One More Thing Adding to the Price of Textbooks


The Stewart Calculus book that we use comes with a set of VHS tapes. After a short introduction by Stewart himself, there are 16 hours of video of some guy working calculus problems.

Hoping that we could use these for good purpose (maybe by having the library digitize them and make them available via Blackboard to our calculus students), I watched a few minutes.

The presentation was not dynamic or charismatic.

And they chose to have the problems "worked out" on a TV screen, sort of like PPT, but not quite. The guy would talk, and formulas would appear on a TV in frame.

I can't imagine that this ancillary is much-used or much-requested.
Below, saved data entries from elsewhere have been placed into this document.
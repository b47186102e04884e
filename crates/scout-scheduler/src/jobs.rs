//! In-process job queue.
//!
//! Every submission becomes a spawned task that runs one batch through the
//! [`BatchOrchestrator`]. All jobs of a queue draw from one semaphore, so
//! `max_concurrency` caps scrapes across jobs, not per job. Callers keep the
//! returned [`JobId`], poll [`JobQueue::status`] and [`JobQueue::take`] the
//! result once it is finished.

use crate::error::{JobError, Result};
use scout_core::{BatchResult, Candidate, ScrapingConfig};
use scout_engine::BatchOrchestrator;
use std::collections::HashMap;
use std::sync::{Arc, RwLock};
use tokio::sync::Semaphore;
use uuid::Uuid;

/// Identifier handed out on submission.
pub type JobId = Uuid;

/// Where a job stands.
#[derive(Debug, Clone, PartialEq)]
pub enum JobStatus {
    /// Submitted and still running
    Pending,
    /// Finished; carries the batch outcomes
    Done(BatchResult),
    /// The job task itself died before producing a result
    Failed(String),
}

impl JobStatus {
    /// Whether the job has stopped, successfully or not.
    #[must_use]
    pub fn is_finished(&self) -> bool {
        !matches!(self, Self::Pending)
    }
}

type JobTable = Arc<RwLock<HashMap<JobId, JobStatus>>>;

/// Runs scrape jobs on the tokio runtime and tracks their status.
pub struct JobQueue {
    orchestrator: Arc<BatchOrchestrator>,
    prefer_api: bool,
    limiter: Arc<Semaphore>,
    jobs: JobTable,
}

impl JobQueue {
    /// Create a queue whose jobs use the given API preference and share one
    /// concurrency ceiling. A ceiling of 0 is treated as 1.
    #[must_use]
    pub fn new(orchestrator: Arc<BatchOrchestrator>, prefer_api: bool, max_concurrency: usize) -> Self {
        if max_concurrency == 0 {
            tracing::warn!("max_concurrency of 0 requested, using 1");
        }
        Self {
            orchestrator,
            prefer_api,
            limiter: Arc::new(Semaphore::new(max_concurrency.max(1))),
            jobs: Arc::new(RwLock::new(HashMap::new())),
        }
    }

    /// Create a queue from the `scraping` config section.
    #[must_use]
    pub fn from_config(orchestrator: Arc<BatchOrchestrator>, config: &ScrapingConfig) -> Self {
        Self::new(orchestrator, config.use_api, config.max_concurrency)
    }

    /// Submit a single-candidate job.
    pub fn enqueue_one(&self, candidate: Candidate) -> JobId {
        tracing::info!(handle = %candidate.handle, "Enqueueing scrape job");
        self.submit(vec![candidate])
    }

    /// Submit one job for the whole list.
    pub fn enqueue_batch(&self, candidates: Vec<Candidate>) -> JobId {
        tracing::info!("Enqueueing batch job for {} candidates", candidates.len());
        self.submit(candidates)
    }

    /// Current status of a job.
    pub fn status(&self, id: JobId) -> Result<JobStatus> {
        self.jobs
            .read()
            .expect("RwLock poisoned: another thread panicked while holding the lock")
            .get(&id)
            .cloned()
            .ok_or(JobError::UnknownJob(id))
    }

    /// Remove and return a finished job. A pending job stays queued and
    /// `Pending` is returned.
    pub fn take(&self, id: JobId) -> Result<JobStatus> {
        let mut jobs = self
            .jobs
            .write()
            .expect("RwLock poisoned: another thread panicked while holding the lock");
        match jobs.get(&id) {
            None => Err(JobError::UnknownJob(id)),
            Some(JobStatus::Pending) => Ok(JobStatus::Pending),
            Some(_) => Ok(jobs.remove(&id).unwrap_or(JobStatus::Pending)),
        }
    }

    /// Stop tracking a job. If it is still running its result is dropped on completion.
    pub fn discard(&self, id: JobId) {
        self.jobs
            .write()
            .expect("RwLock poisoned: another thread panicked while holding the lock")
            .remove(&id);
    }

    /// Number of jobs held in the table, finished or not.
    #[must_use]
    pub fn tracked_count(&self) -> usize {
        self.jobs
            .read()
            .expect("RwLock poisoned: another thread panicked while holding the lock")
            .len()
    }

    /// Number of jobs still running.
    #[must_use]
    pub fn pending_count(&self) -> usize {
        self.jobs
            .read()
            .expect("RwLock poisoned: another thread panicked while holding the lock")
            .values()
            .filter(|s| !s.is_finished())
            .count()
    }

    fn submit(&self, candidates: Vec<Candidate>) -> JobId {
        let id = Uuid::new_v4();
        self.jobs
            .write()
            .expect("RwLock poisoned: another thread panicked while holding the lock")
            .insert(id, JobStatus::Pending);

        let orchestrator = Arc::clone(&self.orchestrator);
        let limiter = Arc::clone(&self.limiter);
        let prefer_api = self.prefer_api;
        let worker = tokio::spawn(async move {
            orchestrator
                .run_batch_limited(candidates, prefer_api, limiter)
                .await
        });

        let jobs = Arc::clone(&self.jobs);
        tokio::spawn(async move {
            let status = match worker.await {
                Ok(result) => {
                    tracing::info!(
                        job = %id,
                        "Job finished: {} succeeded, {} failed",
                        result.successful,
                        result.failed
                    );
                    JobStatus::Done(result)
                }
                Err(e) => {
                    tracing::error!(job = %id, "Job task failed: {}", e);
                    JobStatus::Failed(e.to_string())
                }
            };
            finish(&jobs, id, status);
        });

        id
    }
}

fn finish(jobs: &JobTable, id: JobId, status: JobStatus) {
    let mut jobs = jobs
        .write()
        .expect("RwLock poisoned: another thread panicked while holding the lock");
    match jobs.get_mut(&id) {
        Some(slot) => *slot = status,
        None => tracing::debug!(job = %id, "Dropping result of discarded job"),
    }
}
Here's my wish-list (in descending order of importance) of extras that the publishers could provide:
  1. Enough solutions manuals for all the TAs, without my having to keep calling the book reps to ask for more.
  2. An easy-to-access library of pdf (preferred, but jpg would be OK) images from the textbook. I'd like as many of the graphs and diagrams from the examples and the homework as I could possibly have. Currently the Stewart Calculus people provide a set of really bad PPTs which serve this purpose reasonably well: I make my own slides using their images.
  3. An online homework system, well-designed from a human factors standpoint. If my students have trouble setting up their accounts, logging in to the system, or understanding the syntax for inputting their responses, they won't use it (even if it counts for a large portion of their grades). I know, ideally they'd know enough about algebra to realize the difference between -2^2 and -(2^2), but they don't. Many would argue that this should preclude their success in calculus; the administration at my university disagrees with this point of view, and I need an online homework system that complements my institutional biases. I'd rather have fewer options from an instructor's point of view if the system was extremely pleasing for students to use.
  4. Well-done video lecture-ettes on key concepts from the course. These are only useful if the presentation is compelling and engaging; I'd rather see them hire a professional actor teaching math from a well-written script than to have a math professor who understands what he's saying. Every video of this sort that I've even seen has been "hosted" by a man; I bet you that most of the students in engineering calculus would much rather have, say, Angelina Jolie lecturing them about the chain rule. Videos should be in a format that plays nice with Quicktime, and they should be licensed in such a way that institutions that have adopted the book can distribute them to students to have on their iPods.
  5. Finally: test banks, sample class activities, etc. Most of the time I have a very good idea of what I want to do in class, but sometimes it's nice to have the Big Binder of Stewart. The Big Binder is one of the nicest ancillaries that I've seen. And multi-purpose, too: not only do I make extensive use of the groupwork problem when designing in-class worksheets, but right now my binder is covering the air conditioning vent that blows cold air on my feet while I sit at my desk.